__Work item__
Below are lines of data; restate word for word those running from the line containing "let text = span.slice(self.lexer.source());" to the line containing "let kind = match form", inclusive, and no others.

........

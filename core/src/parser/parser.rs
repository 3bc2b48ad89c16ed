use alloc::borrow::Cow;

use bumpalo::Bump;
use tracing::{debug, trace, warn};

use super::error::{ParseError, ParseErrorKind};
use crate::api::ParserOptions;
use crate::ast::{Node, NodeKind};
use crate::lexer::{Lexer, Token, TokenKind};
use crate::syntax::Span;
use crate::values::Number;
use crate::{String, Vec, format, vec};

/// What an open `(` or `'` will turn into once it closes.
#[derive(Debug, Clone, Copy, PartialEq, Eq)]
enum Form {
    List,
    /// `(quote x)`.
    Quote,
    /// `'x`, closed by its single child instead of by `)`.
    QuoteMark,
    If,
    Define,
    Set,
    Let,
    Lambda,
}

impl Form {
    fn from_keyword(kind: TokenKind) -> Option<Form> {
        match kind {
            TokenKind::If => Some(Form::If),
            TokenKind::Define => Some(Form::Define),
            TokenKind::Set => Some(Form::Set),
            TokenKind::Let => Some(Form::Let),
            TokenKind::Lambda => Some(Form::Lambda),
            TokenKind::Quote => Some(Form::Quote),
            _ => None,
        }
    }

    fn name(self) -> &'static str {
        match self {
            Form::List => "list",
            Form::Quote | Form::QuoteMark => "quote",
            Form::If => "if",
            Form::Define => "define",
            Form::Set => "set",
            Form::Let => "let",
            Form::Lambda => "lambda",
        }
    }
}

/// A node whose closing token has not been seen yet.
struct Open<'a> {
    form: Form,
    token: Token<'a>,
    children: Vec<Node<'a>>,
}

/// Builds AST nodes from a token stream.
///
/// Nesting is tracked on an explicit stack of open nodes, so the native stack
/// does not grow with source depth; the stack height is bounded by
/// [`ParserOptions::max_depth`].
pub struct Parser<'a> {
    arena: &'a Bump,
    lexer: Lexer<'a>,
    options: ParserOptions,
}

impl<'a> Parser<'a> {
    pub fn new(arena: &'a Bump, source: &'a str) -> Self {
        Self::with_options(arena, source, ParserOptions::default())
    }

    pub fn with_options(arena: &'a Bump, source: &'a str, options: ParserOptions) -> Self {
        Self {
            arena,
            lexer: Lexer::new(source),
            options,
        }
    }

    /// Parses exactly one top-level form and wraps it in a `Start` node.
    ///
    /// Input after the first form is ignored with a warning, or rejected when
    /// [`ParserOptions::strict`] is set.
    pub fn parse(&mut self) -> Result<&'a Node<'a>, ParseError> {
        let Some(root) = self.parse_form()? else {
            let pos = self.lexer.position();
            let offset = self.lexer.source().len();
            return Err(ParseError::new(
                ParseErrorKind::EmptyInput,
                Span::new(offset, offset),
                pos,
            ));
        };

        let next = self.lexer.next_token();
        if !next.is_end() {
            if self.options.strict {
                return Err(ParseError::new(
                    ParseErrorKind::TrailingContent,
                    next.span.clone(),
                    next.pos,
                ));
            }
            warn!(at = %next.pos, "ignoring input after the first form");
            self.lexer.push_back(next);
        }

        debug!(kind = root.kind_name(), "parsed form");
        Ok(self.arena.alloc(Node::new(
            NodeKind::Start(root),
            root.pos,
            root.span.clone(),
            root.text,
        )))
    }

    /// Parses the next top-level form, or returns `None` at end of input.
    pub fn parse_form(&mut self) -> Result<Option<&'a Node<'a>>, ParseError> {
        let mut stack: Vec<Open<'a>> = Vec::new();

        loop {
            let token = self.lexer.next_token();
            trace!(kind = ?token.kind, at = %token.pos, "token");

            let node = match token.kind {
                TokenKind::End => {
                    return match stack.last() {
                        Some(open) => Err(self.error(ParseErrorKind::UnclosedList, &open.token)),
                        None => Ok(None),
                    };
                }
                TokenKind::Open => {
                    self.check_depth(&stack, &token)?;
                    let head = self.lexer.next_token();
                    let form = match Form::from_keyword(head.kind) {
                        Some(form) => form,
                        None => {
                            self.lexer.push_back(head);
                            Form::List
                        }
                    };
                    stack.push(Open {
                        form,
                        token,
                        children: Vec::new(),
                    });
                    continue;
                }
                TokenKind::QuoteMark => {
                    self.check_depth(&stack, &token)?;
                    stack.push(Open {
                        form: Form::QuoteMark,
                        token,
                        children: Vec::new(),
                    });
                    continue;
                }
                TokenKind::Close => {
                    let Some(open) = stack.pop() else {
                        return Err(self.error(ParseErrorKind::UnexpectedClose, &token));
                    };
                    if open.form == Form::QuoteMark {
                        return Err(self.unexpected(&token));
                    }
                    let span = open.token.span.to(&token.span);
                    self.finish(open, span)?
                }
                TokenKind::Dot => return Err(self.unexpected(&token)),
                TokenKind::UnterminatedString => {
                    return Err(self.error(ParseErrorKind::UnterminatedString, &token));
                }
                _ => self.leaf(&token),
            };

            if let Some(node) = self.attach(&mut stack, node)? {
                return Ok(Some(node));
            }
        }
    }

    /// Appends a completed node to the innermost open node. Quote marks close
    /// as soon as they receive their child. Returns the node once nothing is
    /// left open.
    fn attach(
        &self,
        stack: &mut Vec<Open<'a>>,
        mut node: Node<'a>,
    ) -> Result<Option<&'a Node<'a>>, ParseError> {
        loop {
            let Some(top) = stack.last_mut() else {
                return Ok(Some(self.arena.alloc(node)));
            };
            if top.form == Form::If && top.children.len() == 3 {
                return Err(ParseError::new(
                    ParseErrorKind::FormArity {
                        form: "if",
                        expected: "3 operands",
                        found: 4,
                    },
                    node.span.clone(),
                    node.pos,
                ));
            }
            top.children.push(node);
            if top.form != Form::QuoteMark {
                return Ok(None);
            }
            let Some(open) = stack.pop() else {
                return Ok(None);
            };
            let span = open
                .children
                .last()
                .map(|child| open.token.span.to(&child.span))
                .unwrap_or_else(|| open.token.span.clone());
            node = self.finish(open, span)?;
        }
    }

    fn check_depth(&self, stack: &[Open<'a>], token: &Token<'a>) -> Result<(), ParseError> {
        if stack.len() >= self.options.max_depth {
            return Err(self.error(
                ParseErrorKind::MaxDepthExceeded {
                    max_depth: self.options.max_depth,
                },
                token,
            ));
        }
        Ok(())
    }

    /// Builds the node for a closed form, checking its shape.
    fn finish(&self, open: Open<'a>, span: Span) -> Result<Node<'a>, ParseError> {
        let Open {
            form,
            token,
            children,
        } = open;
        let text = span.slice(self.lexer.source());
        let pos = token.pos;
        let found = children.len();
        let arity = |expected: &'static str| {
            ParseError::new(
                ParseErrorKind::FormArity {
                    form: form.name(),
                    expected,
                    found,
                },
                span.clone(),
                pos,
            )
        };

        let kind = match form {
            Form::List => NodeKind::List(self.arena.alloc_slice_fill_iter(children)),
            Form::Quote | Form::QuoteMark => {
                let Ok([inner]) = <[Node<'a>; 1]>::try_from(children) else {
                    return Err(arity("1 operand"));
                };
                NodeKind::Quote(self.arena.alloc(inner))
            }
            Form::If => {
                let Ok([test, then, otherwise]) = <[Node<'a>; 3]>::try_from(children) else {
                    return Err(arity("3 operands"));
                };
                NodeKind::If {
                    test: self.arena.alloc(test),
                    then: self.arena.alloc(then),
                    otherwise: self.arena.alloc(otherwise),
                }
            }
            Form::Define | Form::Set => {
                let Ok([target, value]) = <[Node<'a>; 2]>::try_from(children) else {
                    return Err(arity("2 operands"));
                };
                expect_symbol(form, &target)?;
                let target = self.arena.alloc(target);
                let value = self.arena.alloc(value);
                if form == Form::Define {
                    NodeKind::Define { target, value }
                } else {
                    NodeKind::Set { target, value }
                }
            }
            Form::Let | Form::Lambda => {
                let mut children = children.into_iter();
                let Some(head) = children.next() else {
                    return Err(arity("at least 1 operand"));
                };
                if form == Form::Let {
                    check_bindings(&head)?;
                } else {
                    check_params(&head)?;
                }
                let head = self.arena.alloc(head);
                let body = self.arena.alloc_slice_fill_iter(children);
                if form == Form::Let {
                    NodeKind::Let {
                        bindings: head,
                        body,
                    }
                } else {
                    NodeKind::Lambda { params: head, body }
                }
            }
        };
        Ok(Node::new(kind, pos, span.clone(), text))
    }

    /// Node factory for single-token forms.
    fn leaf(&self, token: &Token<'a>) -> Node<'a> {
        let text = token.span.slice(self.lexer.source());
        let kind = match token.kind {
            TokenKind::Number => {
                let value = token.number.unwrap_or(f64::NAN);
                NodeKind::Number(Number::from_literal(text, value))
            }
            TokenKind::String => NodeKind::String(self.alloc_text(&token.text)),
            TokenKind::Nil => NodeKind::Nil,
            _ => {
                let word = self.alloc_text(&token.text);
                if word.eq_ignore_ascii_case("true") {
                    NodeKind::Boolean(true)
                } else if word.eq_ignore_ascii_case("false") {
                    NodeKind::Boolean(false)
                } else if word.eq_ignore_ascii_case("nil") {
                    NodeKind::Nil
                } else {
                    NodeKind::Symbol(word)
                }
            }
        };
        Node::new(kind, token.pos, token.span.clone(), text)
    }

    fn alloc_text(&self, text: &Cow<'a, str>) -> &'a str {
        match text {
            Cow::Borrowed(text) => *text,
            Cow::Owned(text) => self.arena.alloc_str(text),
        }
    }

    fn error(&self, kind: ParseErrorKind, token: &Token<'a>) -> ParseError {
        ParseError::new(kind, token.span.clone(), token.pos)
    }

    fn unexpected(&self, token: &Token<'a>) -> ParseError {
        self.error(
            ParseErrorKind::UnexpectedToken {
                found: String::from(token.kind.describe()),
            },
            token,
        )
    }
}

fn expect_symbol(form: Form, node: &Node<'_>) -> Result<(), ParseError> {
    if let Some(name) = node.symbol_name() {
        return check_not_reserved(form, node, name);
    }
    Err(ParseError::new(
        ParseErrorKind::ExpectedSymbol {
            form: form.name(),
            found: format!("{}", node),
        },
        node.span.clone(),
        node.pos,
    ))
}

fn check_not_reserved(form: Form, node: &Node<'_>, name: &str) -> Result<(), ParseError> {
    if !TokenKind::from_word(name).is_form_keyword() {
        return Ok(());
    }
    Err(ParseError::new(
        ParseErrorKind::ReservedWord {
            form: form.name(),
            word: String::from(name),
        },
        node.span.clone(),
        node.pos,
    ))
}

fn check_params(params: &Node<'_>) -> Result<(), ParseError> {
    let Some(items) = params.list_items() else {
        return Err(ParseError::new(
            ParseErrorKind::ExpectedList { form: "lambda" },
            params.span.clone(),
            params.pos,
        ));
    };
    items
        .iter()
        .try_for_each(|param| expect_symbol(Form::Lambda, param))
}

fn check_bindings(bindings: &Node<'_>) -> Result<(), ParseError> {
    let Some(pairs) = bindings.list_items() else {
        return Err(ParseError::new(
            ParseErrorKind::ExpectedList { form: "let" },
            bindings.span.clone(),
            bindings.pos,
        ));
    };
    for pair in pairs {
        let malformed = |reason: String| {
            ParseError::new(
                ParseErrorKind::MalformedBinding { reason },
                pair.span.clone(),
                pair.pos,
            )
        };
        match pair.list_items() {
            Some([name, _]) => match name.symbol_name() {
                Some(word) => check_not_reserved(Form::Let, name, word)?,
                None => return Err(malformed(format!("{} is not a symbol", name))),
            },
            Some(items) => {
                return Err(malformed(format!(
                    "expected 2 elements, found {}",
                    items.len()
                )));
            }
            None => return Err(malformed(format!("{} is not a list", pair))),
        }
    }
    Ok(())
}

/// Parses a single top-level form with default options.
pub fn parse<'a>(arena: &'a Bump, source: &'a str) -> Result<&'a Node<'a>, ParseError> {
    Parser::new(arena, source).parse()
}

pub fn parse_with_options<'a>(
    arena: &'a Bump,
    source: &'a str,
    options: ParserOptions,
) -> Result<&'a Node<'a>, ParseError> {
    Parser::with_options(arena, source, options).parse()
}

/// Parses every top-level form of `source`.
pub fn parse_all<'a>(
    arena: &'a Bump,
    source: &'a str,
    options: ParserOptions,
) -> Result<Vec<&'a Node<'a>>, ParseError> {
    let mut parser = Parser::with_options(arena, source, options);
    let mut forms = vec![];
    while let Some(form) = parser.parse_form()? {
        forms.push(form);
    }
    debug!(count = forms.len(), "parsed source");
    Ok(forms)
}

........

__Completed task__
        let text = span.slice(self.lexer.source());
        let pos = token.pos;
        let found = children.len();
        let arity = |expected: &'static str| {
            ParseError::new(
                ParseErrorKind::FormArity {
                    form: form.name(),
                    expected,
                    found,
                },
                span.clone(),
                pos,
            )
        };

        let kind = match form {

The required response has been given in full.